Anyhow I don’t believe in hinduism or buddhism or most of new age religion because they originated after civilization and depend upon it (and it on them) and therefore have a need to make excuses for it.

[quote=“Penny Scout, post:8, topic:223”]I often think “why civilization? What is this it all about?” I don’t expect to find an answer. It’s a bit like asking why is there life? What is life? The thing that confuses me is that just about everyone “asks why am i alive?” but not very many people ask “why civilization? why progress? where are we going with this?” They just kind of accept it. They equate civilization with luxury and luxury with happiness despite all evidence to the contrary. It’s so bizarre.

Certain religions such as Hinduism do make an attempt to explain this. They say there are different ages or yugas which we will cycle through indefinitely living at times at very low levels of technology and other times very high levels, golden ages. Reasonable I suppose given the tendency of things to cycle, but that don’t mean I believe that the so-called golden age is a great time to be alive because you can achieve “enlightenment” so quickly.

New age thought too addresses this “problem” and puts the ideal life not at stone age but at a sort of spiritual/technological Atlantis type age where people heal instantly with crystals and teleport and that sort of thing. For example the bestselling series Conversations with God suggests a future where people spend their time eating berries and building canoes but also can control the weather. And I don’t think he means in a shamanistsic Rolling Thunder “now it will rain” type way, i think he means some serious controls.

Weird. Like why? What’s the point? Would you really want it to only rain at night while you were sleeping. No that would be boring! Like in The Giver where people have gotten rid of colors and hills and covered up death and disease and sex and the kid breaks out at the end into a world with snow and it’s fuckin great.

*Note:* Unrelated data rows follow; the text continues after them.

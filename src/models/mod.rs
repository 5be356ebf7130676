pub mod document;
pub mod enums;
pub mod filters;

pub use document::*;
pub use filters::*;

Anyhow I don’t believe in hinduism or buddhism or most of new age religion because they originated after civilization and depend upon it (and it on them) and therefore have a need to make excuses for it.[/quote]

I often think "why civilization? What is this it all about?" I don't expect to find an answer. It's a bit like asking why is there life? What is life? The thing that confuses me is that just about everyone "asks why am i alive?" but not very many people ask "why civilization? why progress? where are we going with this?" They just kind of accept it. They equate civilization with luxury and luxury with happiness despite all evidence to the contrary. It's so bizarre.

Agreed.

Noone truely asks the question about civilization but it would make sense since such a entity is in constant motion from social conditioning.

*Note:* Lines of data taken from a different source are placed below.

//! Admin document management: listing, CRUD and form options.

use axum::extract::rejection::{JsonRejection, QueryRejection};
use axum::extract::{Path, Query, State};
use axum::http::StatusCode;
use axum::Json;
use serde::Serialize;

use crate::api::endpoints::parse_document_id;
use crate::api::error::ApiError;
use crate::api::types::{ApiContext, MutationResponse};
use crate::models::enums::{Department, DocumentStatus};
use crate::models::{Document, DocumentFilter, DocumentInput, Page};

/// `GET /api/documents?search=&page=`
pub async fn index(
    State(ctx): State<ApiContext>,
    query: Result<Query<DocumentFilter>, QueryRejection>,
) -> Result<Json<Page<Document>>, ApiError> {
    let Query(filter) = query?;
    Ok(Json(ctx.store.list(&filter)?))
}

/// `POST /api/documents`
pub async fn store(
    State(ctx): State<ApiContext>,
    body: Result<Json<DocumentInput>, JsonRejection>,
) -> Result<(StatusCode, Json<MutationResponse>), ApiError> {
    let Json(input) = body?;
    let document = ctx.store.create(&input)?;
    Ok((
        StatusCode::CREATED,
        Json(MutationResponse {
            message: "Document created successfully.",
            document: Some(document),
        }),
    ))
}

/// `GET /api/documents/:id`
pub async fn show(
    State(ctx): State<ApiContext>,
    Path(document_id): Path<String>,
) -> Result<Json<Document>, ApiError> {
    let id = parse_document_id(&document_id)?;
    Ok(Json(ctx.store.get(&id)?))
}

/// `PUT`/`PATCH /api/documents/:id`. Both are full replacements; every
/// field is validated as on create.
pub async fn update(
    State(ctx): State<ApiContext>,
    Path(document_id): Path<String>,
    body: Result<Json<DocumentInput>, JsonRejection>,
) -> Result<Json<MutationResponse>, ApiError> {
    let id = parse_document_id(&document_id)?;
    let Json(input) = body?;
    let document = ctx.store.update(&id, &input)?;
    Ok(Json(MutationResponse {
        message: "Document updated successfully.",
        document: Some(document),
    }))
}

/// `DELETE /api/documents/:id`
pub async fn destroy(
    State(ctx): State<ApiContext>,
    Path(document_id): Path<String>,
) -> Result<Json<MutationResponse>, ApiError> {
    let id = parse_document_id(&document_id)?;
    ctx.store.delete(&id)?;
    Ok(Json(MutationResponse {
        message: "Document deleted successfully.",
        document: None,
    }))
}

#[derive(Debug, Serialize)]
pub struct FormOptions {
    pub statuses: Vec<&'static str>,
    pub departments: Vec<&'static str>,
}

/// `GET /api/documents/options`: values accepted by the status and
/// department fields.
pub async fn options() -> Json<FormOptions> {
    Json(FormOptions {
        statuses: DocumentStatus::options(),
        departments: Department::options(),
    })
}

Luxury, pleasure and convenience has a way of blinding people yet this is no surprise since civilization survives on people’s blindness.

Certain religions such as Hinduism do make an attempt to explain this. They say there are different ages or yugas which we will cycle through indefinitely living at times at very low levels of technology and other times very high levels, golden ages. Reasonable I suppose given the tendency of things to cycle, but that don't mean I believe that the so-called golden age is a great time to be alive because you can achieve "enlightenment" so quickly.

New age thought too addresses this “problem” and puts the ideal life not at stone age but at a sort of spiritual/technological Atlantis type age where people heal instantly with crystals and teleport and that sort of thing. For example the bestselling series Conversations with God suggests a future where people spend their time eating berries and building canoes but also can control the weather. And I don’t think he means in a shamanistsic Rolling Thunder “now it will rain” type way, i think he means some serious controls.

I don’t trust conventional religion by the very fact that such beliefs in almost every case tie into the manipulation of civilization.

I don’t believe in morality just for the very fact that I am aware of it’s civilized manipulation.